Но, судя по гроссмановской записи, Суслов не спрашивал, «на что живет» автор конфискованного романа. Не рассуждал о трудностях «двуступенчатой работы» – упомянутом «переводе армянского романа с русского подстрочника». И не обещал дать указание выпустить «пятитомное собрания сочинений». Наконец, он не определял продолжительность цензурного запрета в «двести-триста лет».

Кстати, Липкин еще и комментировал якобы сказанное о сроке запрета. Подчеркнул: «Не знаю, как двигалась эта космическая цифра, снизу – от писателей-функционеров к Суслову или сверху – от Суслова к ним».

Вполне очевидно: Липкин запись «беседы» не читал. Слышал о ней, однако с документом как таковым не ознакомился.

Подчеркнем: согласно донесению КГБ, запись «беседы» сделана Гроссманом, и с нею ознакомлены «близкие друзья», собравшиеся в квартире 24 июля – по случаю «дня рождения жены». Не за столом обсуждали, не вместе со всеми гостями. Как отмечено выше, не было осведомителей среди читавших документ, вот почему его содержание, да и комментарии читателей Семичастный не смог пересказать.

Липкин в мемуарах не сообщил об июльском семейном празднике. Объяснение простое: не пристутствовал там.

Не из-за ссоры, надо полагать. Уехал ли куда, занят был, мало ли причин. Главное, что позже ему Гроссман не показал запись «беседы». Так получилось, нет тут ничего удивительного. Подробности изъятия романа тоже не описывал – ни Липкину, ни Ямпольскому. Тема больная. Вот и разговор с главным идеологом вспоминать более не желал.

Липкин не знал, что запись «беседы» сохранилась. Потому сочинял подробности, демонстрируя читателям свою осведомленность. Он конструировал биографический миф Гроссмана и собственный тоже – как «самого близкого друга» писателя-нонконформиста. Так что неосведомленнось исключалась.

Беседа Гроссмана и Суслова была отнюдь не последним этапом интриги. Автор крамольного романа оставался под наблюдением КГБ.

Контроль был тщательным. 26 сентября 1962 года Семичастный отправил в ЦК партии очередную докладную записку[145].

Председатель КГБ отметил, что ситуация не изменилась. Вероятность скандала все еще велика: «Докладываю, что писатель Гроссман В.С. по-прежнему ведет замкнутый образ жизни, нигде не бывает, на квартире у себя принимает крайне ограниченный круг знакомых. Проведенные с ним беседы положительных результатов не дали: Гроссман не изменил своего враждебного отношения к политике КПСС и советского государства и в узком кругу продолжает вести антисоветские разговоры».
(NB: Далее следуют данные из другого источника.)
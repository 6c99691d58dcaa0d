use std::collections::HashMap;
use std::sync::{Arc, Mutex};

use tokio::sync::Semaphore;

use crate::app::{BrookError, Result};
use crate::domain::Feed;
use crate::fetcher::{FetchResult, Fetcher, Validators};
use crate::ingest::IngestOutcome;
use crate::normalizer::Normalizer;
use crate::store::Database;

pub const DEFAULT_WORKERS: usize = 10;

type ValidatorCache = Arc<Mutex<HashMap<String, Validators>>>;

/// Fetches feeds concurrently and pushes them into the store. Validators
/// from each successful fetch are remembered for the next round.
pub struct ParallelFetcher {
    fetcher: Arc<dyn Fetcher + Send + Sync>,
    semaphore: Arc<Semaphore>,
    validators: ValidatorCache,
}

impl ParallelFetcher {
    pub fn new(fetcher: Arc<dyn Fetcher + Send + Sync>) -> Self {
        Self::with_workers(fetcher, DEFAULT_WORKERS)
    }

    pub fn with_workers(fetcher: Arc<dyn Fetcher + Send + Sync>, workers: usize) -> Self {
        Self {
            fetcher,
            semaphore: Arc::new(Semaphore::new(workers.max(1))),
            validators: Arc::default(),
        }
    }

    pub async fn fetch_all(
        &self,
        feeds: Vec<Feed>,
        db: Arc<Database>,
        normalizer: &Normalizer,
    ) -> Vec<(String, Result<IngestOutcome>)> {
        let mut handles = Vec::new();

        for feed in feeds {
            let fetcher = self.fetcher.clone();
            let semaphore = self.semaphore.clone();
            let validators = self.validators.clone();
            let db = db.clone();
            let normalizer = normalizer.clone();

            let handle = tokio::spawn(async move {
                let result = match semaphore.acquire_owned().await {
                    Ok(_permit) => {
                        fetch_single_feed(&fetcher, &feed, db, &normalizer, &validators).await
                    }
                    Err(e) => Err(BrookError::Other(e.to_string())),
                };
                (feed.feed_id, result)
            });

            handles.push(handle);
        }

        futures::future::join_all(handles)
            .await
            .into_iter()
            .filter_map(|joined| match joined {
                Ok(result) => Some(result),
                Err(e) => {
                    tracing::error!("Task join error: {}", e);
                    None
                }
            })
            .collect()
    }
}

fn cached(cache: &ValidatorCache, url: &str) -> Validators {
    let guard = cache.lock().unwrap_or_else(|poisoned| poisoned.into_inner());
    guard.get(url).cloned().unwrap_or_default()
}

async fn fetch_single_feed(
    fetcher: &Arc<dyn Fetcher + Send + Sync>,
    feed: &Feed,
    db: Arc<Database>,
    normalizer: &Normalizer,
    cache: &ValidatorCache,
) -> Result<IngestOutcome> {
    let url = feed
        .feed_url
        .as_deref()
        .ok_or_else(|| BrookError::Other(format!("{} has no feed URL", feed.display_title())))?;

    match fetcher.fetch(url, &cached(cache, url)).await? {
        FetchResult::NotModified => {
            tracing::debug!("Feed {} not modified", url);
            Ok(IngestOutcome::default())
        }
        FetchResult::Content { body, validators } => {
            let parsed = normalizer.normalize(&body)?;
            let feed_id = feed.feed_id.clone();

            let outcome =
                tokio::task::spawn_blocking(move || db.push_updated_feed(&feed_id, parsed))
                    .await
                    .map_err(|e| BrookError::Other(e.to_string()))??;

            cache
                .lock()
                .unwrap_or_else(|poisoned| poisoned.into_inner())
                .insert(url.to_string(), validators);

            tracing::info!("Added {} new entries from {}", outcome.new_entries.len(), url);
            Ok(outcome)
        }
    }
}

#[cfg(test)]
mod tests {
    use super::*;
    use crate::config::DatabaseConfig;
    use crate::domain::NewFeed;
    use async_trait::async_trait;

    const RSS: &str = r#"<?xml version="1.0" encoding="UTF-8"?>
<rss version="2.0">
  <channel>
    <title>Stub Feed</title>
    <item><title>One</title><link>https://example.com/1</link><guid>1</guid></item>
    <item><title>Two</title><link>https://example.com/2</link><guid>2</guid></item>
  </channel>
</rss>"#;

    /// Serves `RSS` once, then answers 304 to requests carrying its etag.
    struct StubFetcher {
        seen: Mutex<Vec<Validators>>,
    }

    #[async_trait]
    impl Fetcher for StubFetcher {
        async fn fetch(&self, _url: &str, validators: &Validators) -> Result<FetchResult> {
            self.seen.lock().unwrap().push(validators.clone());
            if validators.etag.as_deref() == Some("\"v1\"") {
                return Ok(FetchResult::NotModified);
            }
            Ok(FetchResult::Content {
                body: RSS.as_bytes().to_vec(),
                validators: Validators {
                    etag: Some("\"v1\"".into()),
                    last_modified: None,
                },
            })
        }
    }

    #[test]
    fn test_fetch_all_ingests_then_uses_validators() {
        let db = Arc::new(Database::in_memory(DatabaseConfig::default()).unwrap());
        let feeds = db
            .add_feeds(vec![NewFeed::feed("https://example.com/feed.xml")])
            .unwrap();
        let stub = Arc::new(StubFetcher {
            seen: Mutex::new(Vec::new()),
        });
        let parallel = ParallelFetcher::with_workers(stub.clone(), 2);
        let normalizer = Normalizer::new();

        let first = tokio_test::block_on(parallel.fetch_all(feeds.clone(), db.clone(), &normalizer));
        assert_eq!(first.len(), 1);
        let outcome = first[0].1.as_ref().unwrap();
        assert_eq!(outcome.new_entries.len(), 2);
        assert_eq!(db.get_feed(&feeds[0].feed_id).unwrap().unwrap().title, "Stub Feed");

        let second = tokio_test::block_on(parallel.fetch_all(feeds, db.clone(), &normalizer));
        assert!(second[0].1.as_ref().unwrap().is_unchanged());

        let seen = stub.seen.lock().unwrap();
        assert_eq!(seen[0], Validators::default());
        assert_eq!(seen[1].etag.as_deref(), Some("\"v1\""));
    }

    #[test]
    fn test_folder_without_url_is_an_error() {
        let db = Arc::new(Database::in_memory(DatabaseConfig::default()).unwrap());
        let folder = db.add_feeds(vec![NewFeed::folder("News")]).unwrap();
        let stub = Arc::new(StubFetcher {
            seen: Mutex::new(Vec::new()),
        });
        let parallel = ParallelFetcher::new(stub);

        let results = tokio_test::block_on(parallel.fetch_all(folder, db, &Normalizer::new()));
        assert!(results[0].1.is_err());
    }
}
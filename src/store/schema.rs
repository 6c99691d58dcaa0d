//! Logical schema: object stores, indexes, and the upgrade ladder.
//!
//! The physical tables (`objects`, `index_keys`, `catalog`, `meta`) are
//! created by `rusqlite_migration`. On top of them the logical schema is
//! versioned separately: every version above the stored one is applied in
//! order, so a database left at any historical version reaches the current
//! shape in one pass.

use rusqlite::Connection;
use rusqlite_migration::{Migrations, M};

use crate::app::{BrookError, Result};
use crate::store::engine::{IndexDef, ObjectStore, Txn};
use crate::store::upgrade;

pub const SCHEMA_VERSION_KEY: &str = "schema_version";

pub static ENTRY_DATE: IndexDef = IndexDef {
    name: "date",
    store: ObjectStore::Entries,
    key_path: &["date"],
    multi_entry: false,
};

pub static FEED_DATE: IndexDef = IndexDef {
    name: "feedID_date",
    store: ObjectStore::Entries,
    key_path: &["feed_id", "date"],
    multi_entry: false,
};

pub static ENTRY_FLAGS: IndexDef = IndexDef {
    name: "deleted_starred_read_feedID_date",
    store: ObjectStore::Entries,
    key_path: &["deleted", "starred", "read", "feed_id", "date"],
    multi_entry: false,
};

pub static PRIMARY_KEY: IndexDef = IndexDef {
    name: "primaryKey",
    store: ObjectStore::Entries,
    key_path: &["feed_id", "provided_id", "entry_url"],
    multi_entry: false,
};

pub static ENTRY_URL: IndexDef = IndexDef {
    name: "entryURL",
    store: ObjectStore::Entries,
    key_path: &["entry_url"],
    multi_entry: false,
};

pub static BOOKMARK_ID: IndexDef = IndexDef {
    name: "bookmarkID",
    store: ObjectStore::Entries,
    key_path: &["bookmark_id"],
    multi_entry: false,
};

pub static TAG_NAME: IndexDef = IndexDef {
    name: "tagName",
    store: ObjectStore::Entries,
    key_path: &["tags"],
    multi_entry: true,
};

/// Hash-based identity index used before publisher ids were stored.
pub static PRIMARY_HASH: IndexDef = IndexDef {
    name: "primaryHash",
    store: ObjectStore::Entries,
    key_path: &["primary_hash"],
    multi_entry: false,
};

static KNOWN_INDEXES: [&IndexDef; 8] = [
    &ENTRY_DATE,
    &FEED_DATE,
    &ENTRY_FLAGS,
    &PRIMARY_KEY,
    &ENTRY_URL,
    &BOOKMARK_ID,
    &TAG_NAME,
    &PRIMARY_HASH,
];

pub fn index_def(name: &str) -> Option<&'static IndexDef> {
    KNOWN_INDEXES.iter().copied().find(|def| def.name == name)
}

pub fn engine_migrations() -> Migrations<'static> {
    Migrations::new(vec![M::up(include_str!(
        "../../migrations/001-engine/up.sql"
    ))])
}

/// Versions of the logical schema.
#[derive(Debug, Clone, Copy, PartialEq, Eq, PartialOrd, Ord)]
pub enum SchemaVersion {
    /// Nothing created yet.
    Empty = 0,
    /// Entry, revision and feed stores with their first indexes.
    Initial = 1,
    /// Store for legacy migration descriptors.
    MigrationDescriptors = 2,
    /// Identity lookups by `[feed_id, provided_id, entry_url]` replace the
    /// hash index.
    ProvidedIdKey = 3,
    /// Every stored entry rewritten through the record upgrade.
    RecordUpgrade = 4,
}

impl SchemaVersion {
    pub const CURRENT: SchemaVersion = SchemaVersion::RecordUpgrade;

    pub fn from_number(n: u32) -> Option<Self> {
        match n {
            0 => Some(SchemaVersion::Empty),
            1 => Some(SchemaVersion::Initial),
            2 => Some(SchemaVersion::MigrationDescriptors),
            3 => Some(SchemaVersion::ProvidedIdKey),
            4 => Some(SchemaVersion::RecordUpgrade),
            _ => None,
        }
    }

    pub const fn number(self) -> u32 {
        self as u32
    }

    pub fn next(self) -> Option<Self> {
        Self::from_number(self.number() + 1)
    }
}

pub const DB_VERSION: u32 = SchemaVersion::CURRENT.number();

/// Apply one rung of the ladder. Every rung is additive and idempotent.
fn apply_rung(txn: &mut Txn<'_>, version: SchemaVersion) -> Result<()> {
    match version {
        SchemaVersion::Empty => {}
        SchemaVersion::Initial => {
            txn.create_store(ObjectStore::Entries)?;
            txn.create_store(ObjectStore::Revisions)?;
            txn.create_store(ObjectStore::Feeds)?;
            for def in [
                &ENTRY_DATE,
                &FEED_DATE,
                &ENTRY_FLAGS,
                &ENTRY_URL,
                &BOOKMARK_ID,
                &TAG_NAME,
                &PRIMARY_HASH,
            ] {
                txn.create_index(def)?;
            }
        }
        SchemaVersion::MigrationDescriptors => {
            txn.create_store(ObjectStore::Migrations)?;
        }
        SchemaVersion::ProvidedIdKey => {
            txn.drop_index(PRIMARY_HASH.name)?;
            txn.create_index(&PRIMARY_KEY)?;
        }
        SchemaVersion::RecordUpgrade => {
            let rewritten = upgrade::upgrade_all_entries(txn)?;
            tracing::info!("Upgraded {} stored entries", rewritten);
        }
    }
    Ok(())
}

/// Bring the logical schema from `from` up to the current version.
pub fn upgrade_schema(txn: &mut Txn<'_>, from: SchemaVersion) -> Result<()> {
    let mut version = from;
    while let Some(next) = version.next() {
        tracing::debug!("Applying schema version {}", next.number());
        apply_rung(txn, next)?;
        version = next;
    }
    txn.meta_set(SCHEMA_VERSION_KEY, i64::from(SchemaVersion::CURRENT.number()))
}

pub fn stored_version(txn: &Txn<'_>) -> Result<u32> {
    Ok(txn.meta_get(SCHEMA_VERSION_KEY)?.unwrap_or(0) as u32)
}

/// Create or upgrade the schema of an opened connection. Returns the version
/// found on disk.
pub fn open_schema(conn: &mut Connection) -> Result<u32> {
    conn.pragma_update(None, "foreign_keys", "ON")?;
    engine_migrations().to_latest(conn)?;

    let tx = conn.transaction()?;
    let found = {
        let mut txn = Txn::open(&tx)?;
        let found = stored_version(&txn)?;

        let Some(version) = SchemaVersion::from_number(found) else {
            return Err(BrookError::SchemaTooNew {
                found,
                supported: DB_VERSION,
            });
        };

        if version == SchemaVersion::Empty {
            tracing::info!("No database found, creating schema version {}", DB_VERSION);
        } else if version < SchemaVersion::CURRENT {
            tracing::info!(
                "Upgrading database from version {} to {}",
                found,
                DB_VERSION
            );
        }

        upgrade_schema(&mut txn, version)?;
        found
    };
    tx.commit()?;

    Ok(found)
}
use std::path::{Path, PathBuf};
use std::sync::Arc;

use crate::app::error::{BrookError, Result};
use crate::config::{Config, DatabaseConfig};
use crate::domain::Feed;
use crate::fetcher::http_fetcher::HttpFetcher;
use crate::fetcher::parallel::ParallelFetcher;
use crate::fetcher::Fetcher;
use crate::ingest::IngestOutcome;
use crate::normalizer::Normalizer;
use crate::store::{Database, LegacyMigration, MigrationDescriptor};

const BACKUP_FILE: &str = "feeds-backup.json";

pub struct AppContext {
    pub db: Arc<Database>,
    pub fetcher: Arc<dyn Fetcher + Send + Sync>,
    pub parallel_fetcher: ParallelFetcher,
    pub normalizer: Normalizer,
    pub config: Config,
}

impl AppContext {
    /// Open the database at `db_path`, or the default location under the
    /// user's data directory.
    pub fn new(db_path: Option<PathBuf>, config: Config) -> Result<Self> {
        let db_path = match db_path {
            Some(p) => p,
            None => Self::default_db_path()?,
        };

        let settings = Self::resolve_settings(&config.database, &db_path);
        let db = Database::open(&db_path, settings)?;
        tracing::debug!("Opened {} (schema version {})", db_path.display(), db.found_version());
        Self::assemble(db, config)
    }

    pub fn in_memory(config: Config) -> Result<Self> {
        let db = Database::in_memory(config.database.clone())?;
        Self::assemble(db, config)
    }

    fn assemble(db: Database, config: Config) -> Result<Self> {
        let fetcher: Arc<dyn Fetcher + Send + Sync> = Arc::new(HttpFetcher::new()?);
        let parallel_fetcher = ParallelFetcher::with_workers(fetcher.clone(), config.update.workers);

        Ok(Self {
            db: Arc::new(db),
            fetcher,
            parallel_fetcher,
            normalizer: Normalizer::new(),
            config,
        })
    }

    /// Backups default to a file next to the database.
    fn resolve_settings(settings: &DatabaseConfig, db_path: &Path) -> DatabaseConfig {
        let mut settings = settings.clone();
        if settings.backup_paths.is_empty() {
            if let Some(dir) = db_path.parent() {
                settings.backup_paths.push(dir.join(BACKUP_FILE));
            }
        }
        settings
    }

    /// Fetch the given feeds, or every visible feed when `feed_ids` is
    /// empty, and push the results into the store.
    pub async fn update_feeds(&self, feed_ids: &[String]) -> Result<Vec<(String, Result<IngestOutcome>)>> {
        let feeds: Vec<Feed> = self
            .db
            .feeds()?
            .into_iter()
            .filter(|f| !f.is_folder && !f.is_hidden() && f.feed_url.is_some())
            .filter(|f| feed_ids.is_empty() || feed_ids.contains(&f.feed_id))
            .collect();

        Ok(self
            .parallel_fetcher
            .fetch_all(feeds, self.db.clone(), &self.normalizer)
            .await)
    }

    /// Copy a legacy database into this one. `None` when there is no legacy
    /// file or it was already migrated.
    pub async fn migrate_legacy(&self, path: Option<&Path>) -> Result<Option<MigrationDescriptor>> {
        let path = match path.or(self.config.database.legacy_path.as_deref()) {
            Some(p) => p,
            None => return Ok(None),
        };

        match LegacyMigration::prepare(self.db.clone(), path)? {
            Some(migration) => Ok(Some(migration.run().await?)),
            None => Ok(None),
        }
    }

    fn default_db_path() -> Result<PathBuf> {
        let data_dir = dirs::data_dir()
            .ok_or_else(|| BrookError::Config("Could not find data directory".into()))?;
        let brook_dir = data_dir.join("brook");
        std::fs::create_dir_all(&brook_dir)?;
        Ok(brook_dir.join("brook.db"))
    }
}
Но важны были не только «разговоры» Гроссмана. Акцентировалось: «Им написано еще одно произведение – антисоветское по своему содержанию».

Речь шла о повести «Все течет…». Именно тогда Гроссман завершал работу.

Похоже, экстренные меры уже планировались. Семичастный отметил: «В связи с тем, что рукопись антисоветского романа “Жизнь и судьба” была изъята у Гроссмана, на этот раз не исключаем с его стороны попыток передать новую рукопись за границу. Это обстоятельство Комитет госбезопасности учитывает, осуществляя наблюдение за Гроссманом».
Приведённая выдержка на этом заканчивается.